Energy-based models are a powerful and flexible tool for studying emergent properties in systems with many interacting components. Energy functions of complex systems are highly non-convex because the local modes encode the rich variety of probable phenomena.
This work focuses on energy models of image signals, which are treated as complex systems of interacting pixels that contribute to the emergent appearance of the whole image. By adapting classical Maximum Likelihood learning to the parametric family of ConvNet functions, one can learn energy-based models capable of realistic image synthesis. The observed behaviors of ML learning with ConvNet potentials are surprising and not well understood despite widespread use of the potential in recent studies. This work rigorously diagnoses the learning process to correct systematic problems with steady-state distributions of learned potentials while revealing an unexpected non-convergent outcome of learning.

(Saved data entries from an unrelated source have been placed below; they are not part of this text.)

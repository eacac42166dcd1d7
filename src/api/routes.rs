use axum::body::Bytes;
use axum::extract::multipart::MultipartRejection;
use axum::extract::{Multipart, Query, State};
use axum::http::StatusCode;
use axum::response::{IntoResponse, Response};
use axum::Json;
use serde_json::{json, Value};
use std::collections::{BTreeMap, HashMap};

use super::AppState;
use crate::detect::BackendKind;
use crate::error::DetectError;
use crate::service::DetectOptions;

/// A failed request: status plus a `{"detail": ...}` body.
#[derive(Debug)]
pub(crate) struct ApiError {
    status: StatusCode,
    detail: String,
}

impl ApiError {
    fn new(status: StatusCode, detail: impl Into<String>) -> Self {
        Self {
            status,
            detail: detail.into(),
        }
    }
}

impl From<DetectError> for ApiError {
    fn from(err: DetectError) -> Self {
        let status = match &err {
            DetectError::ModelUnavailable { .. } => StatusCode::SERVICE_UNAVAILABLE,
            DetectError::Decode(_) => StatusCode::BAD_REQUEST,
            DetectError::MissingImage | DetectError::InvalidParameter { .. } => {
                StatusCode::UNPROCESSABLE_ENTITY
            }
            DetectError::OutputShape(_) | DetectError::Inference(_) => {
                StatusCode::INTERNAL_SERVER_ERROR
            }
        };
        Self::new(status, err.to_string())
    }
}

impl IntoResponse for ApiError {
    fn into_response(self) -> Response {
        if self.status.is_server_error() {
            log::warn!("detect request failed ({}): {}", self.status, self.detail);
        } else {
            log::debug!("detect request rejected ({}): {}", self.status, self.detail);
        }
        (self.status, Json(json!({ "detail": self.detail }))).into_response()
    }
}

pub(crate) async fn root() -> Json<Value> {
    Json(json!({ "status": "Server running fine" }))
}

pub(crate) async fn health(State(state): State<AppState>) -> Json<Value> {
    let handle = state.service.handle();
    match handle.backend() {
        BackendKind::Yolo => Json(json!({ "yolo_model_loaded": handle.is_loaded() })),
        BackendKind::EfficientDet => Json(json!({
            "model_loaded": handle.is_loaded(),
            "model_path": handle.model_path().display().to_string(),
        })),
    }
}

pub(crate) async fn debug(State(state): State<AppState>) -> Json<Value> {
    let handle = state.service.handle();
    let env: BTreeMap<String, String> = std::env::vars()
        .filter(|(key, _)| key.starts_with("DETECT_"))
        .collect();
    let cwd = std::env::current_dir()
        .map(|dir| dir.display().to_string())
        .unwrap_or_else(|err| format!("unavailable: {}", err));
    let parallelism = std::thread::available_parallelism()
        .map(|n| n.get())
        .unwrap_or(1);

    Json(json!({
        "version": env!("CARGO_PKG_VERSION"),
        "pid": std::process::id(),
        "cwd": cwd,
        "os": std::env::consts::OS,
        "arch": std::env::consts::ARCH,
        "available_parallelism": parallelism,
        "uptime_secs": state.started.elapsed().as_secs(),
        "backend": handle.backend().as_str(),
        "model_path": handle.model_path().display().to_string(),
        "model_loaded": handle.is_loaded(),
        "load_error": handle.load_error(),
        "env": env,
    }))
}

#[derive(Default)]
struct DetectForm {
    image: Option<Bytes>,
    crop: Option<String>,
    min_score: Option<String>,
}

pub(crate) async fn detect(
    State(state): State<AppState>,
    query: Option<Query<HashMap<String, String>>>,
    multipart: Result<Multipart, MultipartRejection>,
) -> Result<Json<Value>, ApiError> {
    // Availability is checked before any of the body is read.
    state.service.handle().ensure_loaded()?;

    let mut multipart = multipart
        .map_err(|rejection| ApiError::new(rejection.status(), rejection.body_text()))?;
    let form = read_form(&mut multipart).await?;
    let query = query.map(|Query(q)| q).unwrap_or_default();

    let crop = match form.crop.as_deref().or(query.get("crop").map(String::as_str)) {
        Some(raw) => parse_bool("crop", raw)?,
        None => false,
    };
    let min_score = match form
        .min_score
        .as_deref()
        .or(query.get("min_score").map(String::as_str))
    {
        Some(raw) => parse_score("min_score", raw)?,
        None => state.service.default_options().min_score,
    };
    let image = form.image.ok_or(DetectError::MissingImage)?;

    let _permit = state
        .permits
        .clone()
        .acquire_owned()
        .await
        .map_err(|_| ApiError::new(StatusCode::SERVICE_UNAVAILABLE, "server shutting down"))?;
    let service = state.service.clone();
    let opts = DetectOptions { crop, min_score };
    let response = tokio::task::spawn_blocking(move || service.detect(&image, opts))
        .await
        .map_err(|err| {
            ApiError::new(
                StatusCode::INTERNAL_SERVER_ERROR,
                format!("detection task failed: {}", err),
            )
        })??;

    let body = serde_json::to_value(&response).map_err(|err| {
        ApiError::new(StatusCode::INTERNAL_SERVER_ERROR, err.to_string())
    })?;
    Ok(Json(body))
}

async fn read_form(multipart: &mut Multipart) -> Result<DetectForm, ApiError> {
    let mut form = DetectForm::default();
    loop {
        let field = match multipart.next_field().await {
            Ok(Some(field)) => field,
            Ok(None) => break,
            Err(err) => return Err(ApiError::new(err.status(), err.body_text())),
        };
        let name = field.name().unwrap_or_default().to_string();
        match name.as_str() {
            "image" if form.image.is_none() => {
                form.image = Some(
                    field
                        .bytes()
                        .await
                        .map_err(|err| ApiError::new(err.status(), err.body_text()))?,
                );
            }
            "crop" | "min_score" => {
                let text = field
                    .text()
                    .await
                    .map_err(|err| ApiError::new(err.status(), err.body_text()))?;
                if name == "crop" {
                    form.crop = Some(text);
                } else {
                    form.min_score = Some(text);
                }
            }
            _ => {}
        }
    }
    Ok(form)
}

pub(crate) fn parse_bool(name: &'static str, raw: &str) -> Result<bool, DetectError> {
    match raw.trim().to_ascii_lowercase().as_str() {
        "true" | "1" | "yes" | "on" => Ok(true),
        "false" | "0" | "no" | "off" => Ok(false),
        _ => Err(DetectError::invalid_parameter(
            name,
            format!("'{}' is not a boolean", raw),
        )),
    }
}

pub(crate) fn parse_score(name: &'static str, raw: &str) -> Result<f32, DetectError> {
    let value: f32 = raw
        .trim()
        .parse()
        .map_err(|_| DetectError::invalid_parameter(name, format!("'{}' is not a number", raw)))?;
    if !value.is_finite() {
        return Err(DetectError::invalid_parameter(name, "must be finite"));
    }
    Ok(value)
}

#[cfg(test)]
mod tests {
    use super::*;

    #[test]
    fn booleans_accept_common_spellings() {
        for raw in ["true", "TRUE", "1", "yes", "On"] {
            assert!(parse_bool("crop", raw).unwrap(), "{raw}");
        }
        for raw in ["false", "0", "No", "off"] {
            assert!(!parse_bool("crop", raw).unwrap(), "{raw}");
        }
        assert!(matches!(
            parse_bool("crop", "maybe"),
            Err(DetectError::InvalidParameter { name: "crop", .. })
        ));
    }

    #[test]
    fn scores_must_be_finite_numbers() {
        assert_eq!(parse_score("min_score", " 0.25 ").unwrap(), 0.25);
        assert!(parse_score("min_score", "abc").is_err());
        assert!(parse_score("min_score", "NaN").is_err());
        assert!(parse_score("min_score", "inf").is_err());
    }

    #[test]
    fn errors_map_to_http_statuses() {
        let status = |err: DetectError| ApiError::from(err).status;
        assert_eq!(
            status(DetectError::ModelUnavailable { backend: "YOLO" }),
            StatusCode::SERVICE_UNAVAILABLE
        );
        assert_eq!(status(DetectError::Decode("bad".into())), StatusCode::BAD_REQUEST);
        assert_eq!(status(DetectError::MissingImage), StatusCode::UNPROCESSABLE_ENTITY);
        assert_eq!(
            status(DetectError::invalid_parameter("crop", "nope")),
            StatusCode::UNPROCESSABLE_ENTITY
        );
        assert_eq!(
            status(DetectError::output_shape("no boxes")),
            StatusCode::INTERNAL_SERVER_ERROR
        );
    }
}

The true value of the energy-based model lies in the structure of the energy landscape. The energy-based model encodes explicit quantitative relations between local modes in landscape energy barriers. Concepts in the training data form macroscopic energy basins with many shallow local modes. Powered by a new Markov Chain Monte Carlo algorithm that efficiently detects macroscopic energy structures, energy landscape mapping experiments are conducted to discover meaningful image concepts. The mapping framework is a powerful tool for unsupervised clustering based on geodesic distances in a learned potential.